We allocated the patients to the following three groups: group A comprised 75 patients who underwent ORC with conventional recovery after surgery (CRAS) between June 2010 and June 2017, group B comprised 47 patients who underwent ORC with ERAS starting in July 2017, and group C comprised 21 patients who underwent eRARC with ERAS starting in June 2018. The institutional review board approved the study (approval number 712).
Surgical procedures
ORC
After a suprapubic to infraumbilical skin incision, a retrograde and retroperitoneal approach was taken, with the peritoneum being opened just before specimen removal. The prostate and seminal vesicles in men and the uterus and anterior vaginal wall in women were also extracted. Pelvic lymph node dissection, whose extent was determined at the surgeon’s discretion, was ordinarily performed below the level of the common iliac artery. The surgeon’s experience varied from fellowship to expert, but at least one well-experienced surgeon attended each operation.
RARC
RARC was performed with a da Vinci Si, X, or Xi surgical robot (Intuitive Surgical, Sunnyvale, CA, USA) and six ports. The surgical maneuvers were identical to those in ORC, but an antegrade and transperitoneal approach was used. Before attempting RARC, every surgeon had performed over 30 robot-assisted radical prostatectomies. All patients were operated on consecutively starting with the initial implementation of RARC.
Urinary diversion
To construct an ileal conduit, a 60 mm Endo GIA stapler (Covidien, Dublin, Ireland) was used to isolate a 15–20 cm segment of the ileum 10–15 cm from the oral side of the cecum valve. The stapler was also used to create the functional end-to-end ileal–ileal anastomosis; the Nesbit or Wallace method with ureteral stents was used to create the ureteroileal anastomosis. In RARC, an extra 5 cm skin incision was added to extirpate the specimen and construct the ileal conduit.
Perioperative protocol
ERAS was formally introduced in July 2017 [15]. However, parts of its preoperative counseling, education, and medical optimization had been applied before that. No anesthesiologist was dedicated to RC procedures; therefore, intraoperative anesthesia was managed by the attending anesthesiologist in each case. Table 1 lists the changeover from conventional recovery to ERAS.
Data extraction
The demographic data collected for patients included age, sex, body mass index (BMI), American Society of Anesthesiologist physical status (ASAPS), prior abdominal surgery, prior pelvic radiotherapy, and neoadjuvant chemotherapy. Operative data, such as operation time and use of transfusion were also extracted.

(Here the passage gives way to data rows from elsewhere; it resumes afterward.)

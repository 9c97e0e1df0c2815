//! API [`Error`]s and their mapping from the [`service`] failures.

use std::{fmt, num::TryFromIntError};

use axum_extra::typed_header::TypedHeaderRejection;
use derive_more::Error as StdError;
use itertools::Itertools as _;
use juniper::IntoFieldError;
use service::{command, infra::database, query};
use tracerr::{Trace, Traced};

/// Defines an enum of client-facing failures convertible into an [`Error`].
///
/// Every variant is annotated with its `code` reported in the GraphQL error
/// extensions, the HTTP `status` of the response and the human-readable
/// `message`.
#[macro_export]
macro_rules! define_error {
    (
        $(#[doc = $doc:literal])*
        enum $name:ident {
            $(
                #[code = $code:literal]
                #[status = $status_code:ident]
                #[message = $message:literal]
                $variant:ident
            ),* $(,)?
        }
    ) => {
        $(#[doc = $doc])*
        #[derive(
            Clone,
            Copy,
            Debug,
            ::derive_more::Display,
            ::derive_more::Error
        )]
        pub enum $name {
            $(
                #[display($message)]
                #[doc = $message]
                $variant,
            )*
        }

        impl From<$name> for $crate::Error {
            fn from(err: $name) -> Self {
                match err {
                    $(
                        $name::$variant => Self::new(
                            $code,
                            ::http::StatusCode::$status_code,
                            $message,
                        ),
                    )*
                }
            }
        }
    };
}

/// Failure reported to a GraphQL client.
#[derive(Clone, Debug, StdError)]
pub struct Error {
    /// Machine-readable [`Code`] of this [`Error`].
    pub code: Code,

    /// HTTP status of the response carrying this [`Error`].
    pub status_code: http::StatusCode,

    /// [`Trace`] of the [`service`] failure caused this [`Error`], if any.
    #[error(not(backtrace))]
    pub backtrace: Option<Trace>,

    /// Human-readable description of this [`Error`].
    pub message: String,
}

impl Error {
    /// Creates a new [`Error`] without a [`Trace`].
    #[must_use]
    pub fn new(
        code: Code,
        status_code: http::StatusCode,
        message: impl Into<String>,
    ) -> Self {
        Self {
            code,
            status_code,
            backtrace: None,
            message: message.into(),
        }
    }

    /// Creates a new `INTERNAL_SERVER_ERROR` [`Error`] described with the
    /// provided `msg`.
    #[must_use]
    pub fn internal(msg: &impl ToString) -> Self {
        Self::new(
            "INTERNAL_SERVER_ERROR",
            http::StatusCode::INTERNAL_SERVER_ERROR,
            msg.to_string(),
        )
    }

    /// Returns the frames of the [`Trace`] of this [`Error`].
    fn frames(&self) -> impl Iterator<Item = String> + '_ {
        self.backtrace
            .iter()
            .flat_map(|trace| trace.iter())
            .map(ToString::to_string)
    }
}

impl fmt::Display for Error {
    fn fmt(&self, f: &mut fmt::Formatter<'_>) -> fmt::Result {
        write!(f, "[{}]: {}", self.code, self.message)?;
        if self.backtrace.is_some() {
            write!(f, "\n{}", self.frames().format("\n"))?;
        }
        Ok(())
    }
}

/// Puts the [`Code`] and the [`Trace`] frames into the error extensions.
impl<S> IntoFieldError<S> for Error
where
    S: From<String>,
{
    fn into_field_error(self) -> juniper::FieldError<S> {
        let frames = self.frames().map(juniper::Value::scalar).collect();

        let mut ext = juniper::Object::with_capacity(2);
        drop(
            ext.add_field("code", juniper::Value::scalar(self.code.to_owned())),
        );
        drop(ext.add_field("backtrace", juniper::Value::list(frames)));

        juniper::FieldError::new(self.message, juniper::Value::object(ext))
    }
}

/// Machine-readable code of an [`Error`], like `ITEM_NOT_EXISTS`.
pub type Code = &'static str;

/// Conversion of a failure into an [`Error`].
pub trait AsError {
    /// Returns the client-facing [`Error`] of this failure.
    ///
    /// [`None`] means the failure is internal and should not be described to
    /// the client.
    fn try_as_error(&self) -> Option<Error>;

    /// Returns the client-facing [`Error`] of this failure, falling back to
    /// an [`Error::internal()`] one.
    fn as_error(&self) -> Error
    where
        Self: fmt::Display,
    {
        self.try_as_error()
            .unwrap_or_else(|| Error::internal(&self))
    }

    /// Same as [`AsError::as_error()`], but consumes the failure.
    fn into_error(self) -> Error
    where
        Self: fmt::Display + Sized,
    {
        self.as_error()
    }
}

impl<E: AsError> AsError for Traced<E> {
    fn try_as_error(&self) -> Option<Error> {
        let mut error = self.as_ref().try_as_error()?;
        error.backtrace = Some(self.trace().clone());
        Some(error)
    }
}

impl AsError for TypedHeaderRejection {
    fn try_as_error(&self) -> Option<Error> {
        Some(Error::new(
            "BAD_REQUEST",
            http::StatusCode::BAD_REQUEST,
            self.to_string(),
        ))
    }
}

impl AsError for database::Error {
    fn try_as_error(&self) -> Option<Error> {
        None
    }
}

impl AsError for TryFromIntError {
    fn try_as_error(&self) -> Option<Error> {
        None
    }
}

impl AsError for query::item::ExecutionError {
    fn try_as_error(&self) -> Option<Error> {
        match self {
            Self::Db(e) => e.try_as_error(),
            Self::ItemNotExists(_) => Some(ItemError::NotExists.into()),
        }
    }
}

impl AsError for query::user::ExecutionError {
    fn try_as_error(&self) -> Option<Error> {
        match self {
            Self::Db(e) => e.try_as_error(),
            Self::UserNotExists(_) => Some(UserError::NotExists.into()),
            Self::PriceOverflow(_) | Self::TotalOverflow(_) => {
                Some(PriceError::Overflow.into())
            }
        }
    }
}

impl AsError for command::authorize_user_session::ExecutionError {
    fn try_as_error(&self) -> Option<Error> {
        match self {
            Self::Db(e) => e.try_as_error(),
            Self::JsonWebTokenDecodeError(_) | Self::UserNotExists(_) => {
                Some(AuthError::AuthorizationRequired.into())
            }
        }
    }
}

impl AsError for command::update_priority::ExecutionError {
    fn try_as_error(&self) -> Option<Error> {
        match self {
            Self::Db(e) => e.try_as_error(),
            Self::ItemNotExists(_) => Some(ItemError::NotExists.into()),
            Self::BuyerNotExists { .. } => Some(BuyerError::NotExists.into()),
        }
    }
}

impl AsError for command::remove_buyer::ExecutionError {
    fn try_as_error(&self) -> Option<Error> {
        match self {
            Self::Db(e) => e.try_as_error(),
            Self::ItemNotExists(_) => Some(ItemError::NotExists.into()),
        }
    }
}

impl AsError for command::add_buyer::ExecutionError {
    fn try_as_error(&self) -> Option<Error> {
        match self {
            Self::Db(e) => e.try_as_error(),
            Self::ItemNotExists(_) => Some(ItemError::NotExists.into()),
            Self::UserNotExists(_) => Some(UserError::NotExists.into()),
            Self::BuyerAlreadyExists { .. } => {
                Some(BuyerError::AlreadyExists.into())
            }
        }
    }
}

define_error! {
    /// Failures of authenticating the caller.
    enum AuthError {
        #[code = "AUTHORIZATION_REQUIRED"]
        #[status = UNAUTHORIZED]
        #[message = "Authorization required"]
        AuthorizationRequired,
    }
}

define_error! {
    /// Failures of looking up a `Circle`.
    enum CircleError {
        #[code = "CIRCLE_NOT_EXISTS"]
        #[status = NOT_FOUND]
        #[message = "`Circle` with the specified ID does not exist"]
        NotExists,
    }
}

define_error! {
    /// Failures of looking up an `Item`.
    enum ItemError {
        #[code = "ITEM_NOT_EXISTS"]
        #[status = NOT_FOUND]
        #[message = "`Item` with the specified ID does not exist"]
        NotExists,
    }
}

define_error! {
    /// Failures of looking up a `User`.
    enum UserError {
        #[code = "USER_NOT_EXISTS"]
        #[status = NOT_FOUND]
        #[message = "`User` with the specified ID does not exist"]
        NotExists,
    }
}

define_error! {
    /// Failures of editing the requests of an `Item`.
    enum BuyerError {
        #[code = "BUYER_NOT_EXISTS"]
        #[status = NOT_FOUND]
        #[message = "`User` doesn't request the `Item`"]
        NotExists,

        #[code = "BUYER_ALREADY_EXISTS"]
        #[status = CONFLICT]
        #[message = "`User` already requests the `Item`"]
        AlreadyExists,
    }
}

define_error! {
    /// Failures of validating the provided input.
    enum InputError {
        #[code = "INVALID_COUNT"]
        #[status = BAD_REQUEST]
        #[message = "Requested count must be positive"]
        InvalidCount,
    }
}

define_error! {
    /// Failures of computing prices.
    enum PriceError {
        #[code = "PRICE_OVERFLOW"]
        #[status = UNPROCESSABLE_ENTITY]
        #[message = "Price is too large to be computed"]
        Overflow,
    }
}

#[cfg(test)]
mod spec {
    use service::{domain::item, query};
    use tracerr::Traced;

    use super::{AsError as _, BuyerError, Error};

    #[test]
    fn maps_declared_failures() {
        let err = Error::from(BuyerError::AlreadyExists);

        assert_eq!(err.code, "BUYER_ALREADY_EXISTS");
        assert_eq!(err.status_code, http::StatusCode::CONFLICT);
        assert_eq!(err.message, "`User` already requests the `Item`");
        assert!(err.backtrace.is_none());
    }

    #[test]
    fn attaches_trace_of_service_failure() {
        let failure: Traced<_> = tracerr::new!(
            query::item::ExecutionError::ItemNotExists(item::Id::new())
        );

        let err = failure.into_error();

        assert_eq!(err.code, "ITEM_NOT_EXISTS");
        assert_eq!(err.status_code, http::StatusCode::NOT_FOUND);
        assert!(err.backtrace.is_some());
        assert!(err.to_string().starts_with(
            "[ITEM_NOT_EXISTS]: `Item` with the specified ID does not exist\n",
        ));
    }

    #[test]
    fn hides_internal_failures() {
        let err = i32::try_from(u64::MAX).unwrap_err().into_error();

        assert_eq!(err.code, "INTERNAL_SERVER_ERROR");
        assert_eq!(
            err.status_code,
            http::StatusCode::INTERNAL_SERVER_ERROR,
        );
    }
}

Complications were graded using the Clavien–Dindo classification version 2.0, with a complication greater than grade 3 defined as a major complication. All patients were followed postoperatively for at least 90 days.
Outcome measures
The primary endpoint was LOS. The secondary endpoint was the 90-day postoperative complication rate, including overall complications, major complications, paralytic ileus, and miscellaneous gastrointestinal (GI) complications, such as bowel obstruction and anastomosis failure.
Statistical analysis
The Fisher exact test was used to compare categorical variables. Whereas, the Kruskal–Wallis test was used to compare continuous variables. Categorical variables are reported as frequencies and percentages, and continuous variables are reported as medians with an interquartile range.
In outcome analyses, LOS and complication rates were first compared between the groups.

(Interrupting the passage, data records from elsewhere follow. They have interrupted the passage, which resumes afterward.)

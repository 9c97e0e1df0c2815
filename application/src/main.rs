use std::{io, sync::OnceLock, time};

use application::{router, Args, Config};
use axum::{body::Body, extract::MatchedPath};
use axum_client_ip::InsecureClientIp;
use service::{
    infra::{postgres, Postgres},
    Service,
};
use tokio::net::TcpListener;
use tower_http::{
    cors::{AllowOrigin, CorsLayer},
    trace::TraceLayer,
};
use tracing as log;
use tracing_subscriber::{
    filter::filter_fn,
    fmt::MakeWriter,
    layer::{Layer, SubscriberExt as _},
    registry::LookupSpan,
    util::SubscriberInitExt as _,
};

/// Levels written to `stderr` instead of `stdout`.
const STDERR_LEVELS: &[log::Level] = &[log::Level::WARN, log::Level::ERROR];

/// Most verbose [`log::Level`] to be written, set once the [`Config`] is
/// loaded.
static LOG_LEVEL: OnceLock<log::Level> = OnceLock::new();

postgres::embed_migrations!("../migrations");

#[tokio::main]
async fn main() {
    tracing_subscriber::registry()
        .with(log_layer(io::stdout, false))
        .with(log_layer(io::stderr, true))
        .init();

    _ = start().await;
}

/// Creates a new log [`Layer`] writing either the [`STDERR_LEVELS`] or all
/// the other ones into the provided `writer`.
fn log_layer<S, W>(writer: W, stderr: bool) -> impl Layer<S>
where
    S: log::Subscriber + for<'s> LookupSpan<'s>,
    W: for<'w> MakeWriter<'w> + Send + Sync + 'static,
{
    tracing_subscriber::fmt::layer()
        .compact()
        .with_ansi(true)
        .with_thread_names(true)
        .with_writer(writer)
        .with_filter(filter_fn(move |meta| {
            let max = LOG_LEVEL.get().copied().unwrap_or(log::Level::INFO);
            meta.is_span()
                || (STDERR_LEVELS.contains(meta.level()) == stderr
                    && max >= *meta.level())
        }))
}

/// Runs the migrations and serves the GraphQL API until the server fails.
async fn start() -> Result<(), ()> {
    let Args { config } = Args::parse().map_err(|e| {
        log::error!("failed to parse command line arguments: {e}");
    })?;

    let Config {
        postgres,
        service,
        server,
        log,
    } = Config::new(config).map_err(|e| {
        log::error!("failed to load `Config`: {e}");
    })?;

    LOG_LEVEL
        .set(log.level.into())
        .unwrap_or_else(|_| unreachable!("first initialization"));

    let mut postgres = Postgres::new(&postgres.into()).map_err(|e| {
        log::error!("failed to initialize `Postgres` client: {e}");
    })?;
    let report = migrations::runner()
        .run_async(&mut postgres)
        .await
        .map_err(|e| {
            log::error!("failed to run database migrations: {e}");
        })?;
    for m in report.applied_migrations() {
        log::info!("applied migration `{m}`");
    }

    let app = router(Service::new(service.into(), postgres))
        .layer(cors(&server.cors)?)
        .layer(
            TraceLayer::new_for_http()
                .make_span_with(http_span)
                .on_response(log_response),
        );

    let addr = format!("{}:{}", server.host, server.port);
    let listener = TcpListener::bind(&addr).await.map_err(|e| {
        log::error!("failed to listen on `{addr}`: {e}");
    })?;
    log::info!("serving GraphQL API on `{addr}`");

    axum::serve(listener, app).await.map_err(|e| {
        log::error!("webserver failed: {e}");
    })
}

/// Creates a new [`CorsLayer`] allowing the configured origins.
///
/// The `*` origin allows any one.
fn cors(config: &application::config::Cors) -> Result<CorsLayer, ()> {
    let origin = if config.origins.iter().any(|o| o == "*") {
        AllowOrigin::any()
    } else {
        let origins = config.origins.iter().map(|origin| {
            origin.parse::<http::header::HeaderValue>().map_err(|e| {
                log::error!("`{origin}` is not correct CORS origin: {e}");
            })
        });
        AllowOrigin::list(origins.collect::<Result<Vec<_>, _>>()?)
    };

    Ok(CorsLayer::new()
        .allow_methods([
            http::Method::GET,
            http::Method::OPTIONS,
            http::Method::POST,
        ])
        .allow_headers([
            http::header::AUTHORIZATION,
            http::header::CONTENT_TYPE,
        ])
        .allow_origin(origin))
}

/// Creates a new [`tracing::Span`] of the provided HTTP request.
fn http_span(r: &http::Request<Body>) -> tracing::Span {
    let client_ip = InsecureClientIp::from(r.headers(), r.extensions())
        .map(|ip| ip.0.to_string())
        .ok();
    tracing::info_span!(
        "HTTP request",
        http.client_ip = client_ip,
        http.flavor = ?r.version(),
        http.host = r.uri().host(),
        http.method = r.method().as_str(),
        http.route = r
            .extensions()
            .get::<MatchedPath>()
            .map(MatchedPath::as_str),
        http.target = r
            .uri()
            .path_and_query()
            .map(http::uri::PathAndQuery::as_str),
        http.user_agent = r
            .headers()
            .get(http::header::USER_AGENT)
            .and_then(|h| h.to_str().ok()),
        http.status_code = tracing::field::Empty,
    )
}

/// Records the status of the provided HTTP response into its `span`.
fn log_response(
    r: &http::Response<Body>,
    dur: time::Duration,
    span: &tracing::Span,
) {
    let status = r.status();
    _ = span.record("http.status_code", status.as_u16());

    let duration = format!("{}ms", dur.as_millis());
    if status.is_client_error() || status.is_server_error() {
        tracing::error!(duration);
    } else {
        tracing::info!(duration);
    }
}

Next, pairs of groups were compared (group A vs. group B and group B vs. group C) to estimate the outcome improvement resulting from ERAS and eRARC individually. Specifically, the differences in LOS after ERAS or eRARC were evaluated in a linear regression model. The odds ratios (OR) for complications were evaluated in logistic regression models, comparing values from, before, and after implementing ERAS or eRARC. Finally, univariate and multivariate analyses were performed to assess the contributions of ERAS and eRARC to outcomes.
All statistical analyses were performed using the EZR software (Saitama Medical Center, Jichi Medical University, Saitama, Japan), a graphical user interface for R software (The R Foundation for Statistical Computing, Vienna, Austria) [16]. All P values are two-sided, and P < 0.05 was considered statistically significant.